• _INSTRUCTIONS TO FOLLOW_
Each of the lines below must be retyped character for character.

• _Dataset entries_

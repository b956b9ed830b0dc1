//! Client for a tunnel container's local control API (`/v1/...`).

use serde::{Deserialize, Serialize};
use serde_json::Value;
use std::time::Duration;

pub type Result<T> = std::result::Result<T, TunnelError>;

#[derive(Debug)]
pub enum TunnelError {
    Request {
        url: String,
        source: reqwest::Error,
    },
    Status {
        url: String,
        status: u16,
        body: String,
    },
    /// The control API answered but reported no public IP (tunnel not connected).
    NoPublicIp,
}

impl TunnelError {
    pub fn is_timeout(&self) -> bool {
        matches!(self, Self::Request { source, .. } if source.is_timeout())
    }
}

impl std::fmt::Display for TunnelError {
    fn fmt(&self, f: &mut std::fmt::Formatter<'_>) -> std::fmt::Result {
        match self {
            Self::Request { url, source } if source.is_timeout() => {
                write!(f, "tunnel control request to {url} timed out")
            }
            Self::Request { url, source } => {
                write!(f, "tunnel control request to {url} failed: {source}")
            }
            Self::Status { url, status, body } => {
                write!(f, "tunnel control {url} returned {status}: {}", body.trim())
            }
            Self::NoPublicIp => write!(f, "tunnel reported no public IP"),
        }
    }
}

impl std::error::Error for TunnelError {
    fn source(&self) -> Option<&(dyn std::error::Error + 'static)> {
        match self {
            Self::Request { source, .. } => Some(source),
            _ => None,
        }
    }
}

#[derive(Debug, Clone, Copy, PartialEq, Eq, Serialize, Deserialize)]
#[serde(rename_all = "lowercase")]
pub enum TunnelRunState {
    Running,
    Stopped,
}

#[derive(Debug, Clone, PartialEq, Eq, Serialize, Deserialize)]
pub struct PublicIpInfo {
    #[serde(default)]
    pub public_ip: String,
    #[serde(default, skip_serializing_if = "Option::is_none")]
    pub country: Option<String>,
    #[serde(default, skip_serializing_if = "Option::is_none")]
    pub region: Option<String>,
    #[serde(default, skip_serializing_if = "Option::is_none")]
    pub city: Option<String>,
    #[serde(default, skip_serializing_if = "Option::is_none")]
    pub organization: Option<String>,
}

impl PublicIpInfo {
    /// "City, Country" when known; used as the location label in metrics.
    pub fn location(&self) -> Option<String> {
        location_label(self.city.as_deref(), self.country.as_deref())
    }
}

pub fn location_label(city: Option<&str>, country: Option<&str>) -> Option<String> {
    let city = city.map(str::trim).filter(|s| !s.is_empty());
    let country = country.map(str::trim).filter(|s| !s.is_empty());
    match (city, country) {
        (Some(city), Some(country)) => Some(format!("{city}, {country}")),
        (None, Some(country)) => Some(country.to_string()),
        (Some(city), None) => Some(city.to_string()),
        (None, None) => None,
    }
}

#[derive(Debug, Clone)]
pub struct TunnelControl {
    base_url: String,
    http: reqwest::Client,
    timeout: Duration,
}

impl TunnelControl {
    pub fn new(base_url: impl Into<String>, http: reqwest::Client, timeout: Duration) -> Self {
        Self {
            base_url: base_url.into().trim_end_matches('/').to_string(),
            http,
            timeout,
        }
    }

    pub fn base_url(&self) -> &str {
        &self.base_url
    }

    /// `GET /v1/vpn/status`, returned verbatim (e.g. `{"status": "running"}`).
    pub async fn vpn_status(&self) -> Result<Value> {
        self.get_json("/v1/vpn/status").await
    }

    /// `GET /v1/publicip/ip`. Returns the parsed info plus the raw body for passthrough.
    pub async fn public_ip(&self) -> Result<(PublicIpInfo, Value)> {
        let raw = self.get_json("/v1/publicip/ip").await?;
        let info: PublicIpInfo =
            serde_json::from_value(raw.clone()).unwrap_or_else(|_| PublicIpInfo {
                public_ip: String::new(),
                country: None,
                region: None,
                city: None,
                organization: None,
            });
        Ok((info, raw))
    }

    /// Like [`public_ip`](Self::public_ip) but treats an empty IP as a tunnel-down error.
    pub async fn require_public_ip(&self) -> Result<PublicIpInfo> {
        let (info, _) = self.public_ip().await?;
        if info.public_ip.trim().is_empty() {
            return Err(TunnelError::NoPublicIp);
        }
        Ok(info)
    }

    /// `PUT /v1/openvpn/status {"status": "running"|"stopped"}`.
    pub async fn set_openvpn_status(&self, state: TunnelRunState) -> Result<Value> {
        let url = format!("{}/v1/openvpn/status", self.base_url);
        let resp = self
            .http
            .put(&url)
            .timeout(self.timeout)
            .json(&serde_json::json!({ "status": state }))
            .send()
            .await
            .map_err(|source| TunnelError::Request {
                url: url.clone(),
                source,
            })?;
        Self::read_json(url, resp).await
    }

    async fn get_json(&self, path: &str) -> Result<Value> {
        let url = format!("{}{path}", self.base_url);
        let resp = self
            .http
            .get(&url)
            .timeout(self.timeout)
            .send()
            .await
            .map_err(|source| TunnelError::Request {
                url: url.clone(),
                source,
            })?;
        Self::read_json(url, resp).await
    }

    async fn read_json(url: String, resp: reqwest::Response) -> Result<Value> {
        let status = resp.status();
        let text = resp
            .text()
            .await
            .map_err(|source| TunnelError::Request {
                url: url.clone(),
                source,
            })?;
        if !status.is_success() {
            return Err(TunnelError::Status {
                url,
                status: status.as_u16(),
                body: text,
            });
        }
        Ok(serde_json::from_str(&text).unwrap_or(Value::String(text)))
    }
}

#[cfg(test)]
mod tests {
    use super::*;
    use axum::{Json, Router, routing::get};

    async fn spawn_control(public_ip: &'static str) -> String {
        let app = Router::new()
            .route(
                "/v1/publicip/ip",
                get(move || async move {
                    Json(serde_json::json!({
                        "public_ip": public_ip,
                        "country": "Netherlands",
                        "city": "Amsterdam",
                    }))
                }),
            )
            .route(
                "/v1/vpn/status",
                get(|| async { Json(serde_json::json!({"status": "running"})) }),
            );
        let listener = tokio::net::TcpListener::bind("127.0.0.1:0").await.unwrap();
        let addr = listener.local_addr().unwrap();
        tokio::spawn(async move {
            let _ = axum::serve(listener, app).await;
        });
        format!("http://{addr}")
    }

    #[test]
    fn location_label_combinations() {
        assert_eq!(
            location_label(Some("Zurich"), Some("Switzerland")).as_deref(),
            Some("Zurich, Switzerland")
        );
        assert_eq!(location_label(None, Some("Japan")).as_deref(), Some("Japan"));
        assert_eq!(location_label(Some(" "), None), None);
    }

    #[tokio::test]
    async fn reads_public_ip_and_status() {
        let base = spawn_control("203.0.113.7").await;
        let ctl = TunnelControl::new(base, reqwest::Client::new(), Duration::from_secs(3));

        let info = ctl.require_public_ip().await.unwrap();
        assert_eq!(info.public_ip, "203.0.113.7");
        assert_eq!(info.location().as_deref(), Some("Amsterdam, Netherlands"));

        let status = ctl.vpn_status().await.unwrap();
        assert_eq!(status["status"], "running");
    }

    #[tokio::test]
    async fn empty_ip_means_tunnel_down() {
        let base = spawn_control("").await;
        let ctl = TunnelControl::new(base, reqwest::Client::new(), Duration::from_secs(3));
        assert!(matches!(
            ctl.require_public_ip().await,
            Err(TunnelError::NoPublicIp)
        ));
    }

    #[tokio::test]
    async fn unreachable_control_api_is_request_error() {
        let listener = std::net::TcpListener::bind("127.0.0.1:0").unwrap();
        let port = listener.local_addr().unwrap().port();
        drop(listener);
        let ctl = TunnelControl::new(
            format!("http://127.0.0.1:{port}"),
            reqwest::Client::new(),
            Duration::from_secs(1),
        );
        assert!(matches!(
            ctl.public_ip().await,
            Err(TunnelError::Request { .. })
        ));
    }
}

• _EXERCISE OUTPUT_
repository b956b9ed830b0dc1
//! Client for a tunnel container's local control API (`/v1/...`).

use serde::{Deserialize, Serialize};
use serde_json::Value;
use std::time::Duration;

pub type Result<T> = std::result::Result<T, TunnelError>;

#[derive(Debug)]
pub enum TunnelError {
    Request {
        url: String,
        source: reqwest::Error,
    },
    Status {
        url: String,
        status: u16,
        body: String,
    },
    /// The control API answered but reported no public IP (tunnel not connected).
    NoPublicIp,
}

impl TunnelError {
    pub fn is_timeout(&self) -> bool {
        matches!(self, Self::Request { source, .. } if source.is_timeout())
    }
}

impl std::fmt::Display for TunnelError {
    fn fmt(&self, f: &mut std::fmt::Formatter<'_>) -> std::fmt::Result {
        match self {
            Self::Request { url, source } if source.is_timeout() => {
                write!(f, "tunnel control request to {url} timed out")
            }
            Self::Request { url, source } => {
                write!(f, "tunnel control request to {url} failed: {source}")
            }
            Self::Status { url, status, body } => {
                write!(f, "tunnel control {url} returned {status}: {}", body.trim())
            }
            Self::NoPublicIp => write!(f, "tunnel reported no public IP"),
        }
    }
}

impl std::error::Error for TunnelError {
    fn source(&self) -> Option<&(dyn std::error::Error + 'static)> {
        match self {
            Self::Request { source, .. } => Some(source),
            _ => None,
        }
    }
}

#[derive(Debug, Clone, Copy, PartialEq, Eq, Serialize, Deserialize)]
#[serde(rename_all = "lowercase")]
pub enum TunnelRunState {
    Running,
    Stopped,
}

#[derive(Debug, Clone, PartialEq, Eq, Serialize, Deserialize)]
pub struct PublicIpInfo {
    #[serde(default)]
    pub public_ip: String,
    #[serde(default, skip_serializing_if = "Option::is_none")]
    pub country: Option<String>,
    #[serde(default, skip_serializing_if = "Option::is_none")]
    pub region: Option<String>,
    #[serde(default, skip_serializing_if = "Option::is_none")]
    pub city: Option<String>,
    #[serde(default, skip_serializing_if = "Option::is_none")]
    pub organization: Option<String>,
}

impl PublicIpInfo {
    /// "City, Country" when known; used as the location label in metrics.
    pub fn location(&self) -> Option<String> {
        location_label(self.city.as_deref(), self.country.as_deref())
    }
}

pub fn location_label(city: Option<&str>, country: Option<&str>) -> Option<String> {
    let city = city.map(str::trim).filter(|s| !s.is_empty());
    let country = country.map(str::trim).filter(|s| !s.is_empty());
    match (city, country) {
        (Some(city), Some(country)) => Some(format!("{city}, {country}")),
        (None, Some(country)) => Some(country.to_string()),
        (Some(city), None) => Some(city.to_string()),
        (None, None) => None,
    }
}

#[derive(Debug, Clone)]
pub struct TunnelControl {
    base_url: String,
    http: reqwest::Client,
    timeout: Duration,
}

impl TunnelControl {
    pub fn new(base_url: impl Into<String>, http: reqwest::Client, timeout: Duration) -> Self {
        Self {
            base_url: base_url.into().trim_end_matches('/').to_string(),
            http,
            timeout,
        }
    }

    pub fn base_url(&self) -> &str {
        &self.base_url
    }

    /// `GET /v1/vpn/status`, returned verbatim (e.g. `{"status": "running"}`).
    pub async fn vpn_status(&self) -> Result<Value> {
        self.get_json("/v1/vpn/status").await
    }

    /// `GET /v1/publicip/ip`. Returns the parsed info plus the raw body for passthrough.
    pub async fn public_ip(&self) -> Result<(PublicIpInfo, Value)> {
        let raw = self.get_json("/v1/publicip/ip").await?;
        let info: PublicIpInfo =
            serde_json::from_value(raw.clone()).unwrap_or_else(|_| PublicIpInfo {
                public_ip: String::new(),
                country: None,
                region: None,
                city: None,
                organization: None,
            });
        Ok((info, raw))
    }

    /// Like [`public_ip`](Self::public_ip) but treats an empty IP as a tunnel-down error.
    pub async fn require_public_ip(&self) -> Result<PublicIpInfo> {
        let (info, _) = self.public_ip().await?;
        if info.public_ip.trim().is_empty() {
            return Err(TunnelError::NoPublicIp);
        }
        Ok(info)
    }

    /// `PUT /v1/openvpn/status {"status": "running"|"stopped"}`.
    pub async fn set_openvpn_status(&self, state: TunnelRunState) -> Result<Value> {
        let url = format!("{}/v1/openvpn/status", self.base_url);
        let resp = self
            .http
            .put(&url)
            .timeout(self.timeout)
            .json(&serde_json::json!({ "status": state }))
            .send()
            .await
            .map_err(|source| TunnelError::Request {
                url: url.clone(),
                source,
            })?;
        Self::read_json(url, resp).await
    }

    async fn get_json(&self, path: &str) -> Result<Value> {
        let url = format!("{}{path}", self.base_url);
        let resp = self
            .http
            .get(&url)
            .timeout(self.timeout)
            .send()
            .await
            .map_err(|source| TunnelError::Request {
                url: url.clone(),
                source,
            })?;
        Self::read_json(url, resp).await
    }

    async fn read_json(url: String, resp: reqwest::Response) -> Result<Value> {
        let status = resp.status();
        let text = resp
            .text()
            .await
            .map_err(|source| TunnelError::Request {
                url: url.clone(),
                source,
            })?;
        if !status.is_success() {
            return Err(TunnelError::Status {
                url,
                status: status.as_u16(),
                body: text,
            });
        }
        Ok(serde_json::from_str(&text).unwrap_or(Value::String(text)))
    }
}

#[cfg(test)]
mod tests {
    use super::*;
    use axum::{Json, Router, routing::get};

    async fn spawn_control(public_ip: &'static str) -> String {
        let app = Router::new()
            .route(
                "/v1/publicip/ip",
                get(move || async move {
                    Json(serde_json::json!({
                        "public_ip": public_ip,
                        "country": "Netherlands",
                        "city": "Amsterdam",
                    }))
                }),
            )
            .route(
                "/v1/vpn/status",
                get(|| async { Json(serde_json::json!({"status": "running"})) }),
            );
        let listener = tokio::net::TcpListener::bind("127.0.0.1:0").await.unwrap();
        let addr = listener.local_addr().unwrap();
        tokio::spawn(async move {
            let _ = axum::serve(listener, app).await;
        });
        format!("http://{addr}")
    }

    #[test]
    fn location_label_combinations() {
        assert_eq!(
            location_label(Some("Zurich"), Some("Switzerland")).as_deref(),
            Some("Zurich, Switzerland")
        );
        assert_eq!(location_label(None, Some("Japan")).as_deref(), Some("Japan"));
        assert_eq!(location_label(Some(" "), None), None);
    }

    #[tokio::test]
    async fn reads_public_ip_and_status() {
        let base = spawn_control("203.0.113.7").await;
        let ctl = TunnelControl::new(base, reqwest::Client::new(), Duration::from_secs(3));

        let info = ctl.require_public_ip().await.unwrap();
        assert_eq!(info.public_ip, "203.0.113.7");
        assert_eq!(info.location().as_deref(), Some("Amsterdam, Netherlands"));

        let status = ctl.vpn_status().await.unwrap();
        assert_eq!(status["status"], "running");
    }

    #[tokio::test]
    async fn empty_ip_means_tunnel_down() {
        let base = spawn_control("").await;
        let ctl = TunnelControl::new(base, reqwest::Client::new(), Duration::from_secs(3));
        assert!(matches!(
            ctl.require_public_ip().await,
            Err(TunnelError::NoPublicIp)
        ));
    }

    #[tokio::test]
    async fn unreachable_control_api_is_request_error() {
        let listener = std::net::TcpListener::bind("127.0.0.1:0").unwrap();
        let port = listener.local_addr().unwrap().port();
        drop(listener);
        let ctl = TunnelControl::new(
            format!("http://127.0.0.1:{port}"),
            reqwest::Client::new(),
            Duration::from_secs(1),
        );
        assert!(matches!(
            ctl.public_ip().await,
            Err(TunnelError::Request { .. })
        ));
    }
}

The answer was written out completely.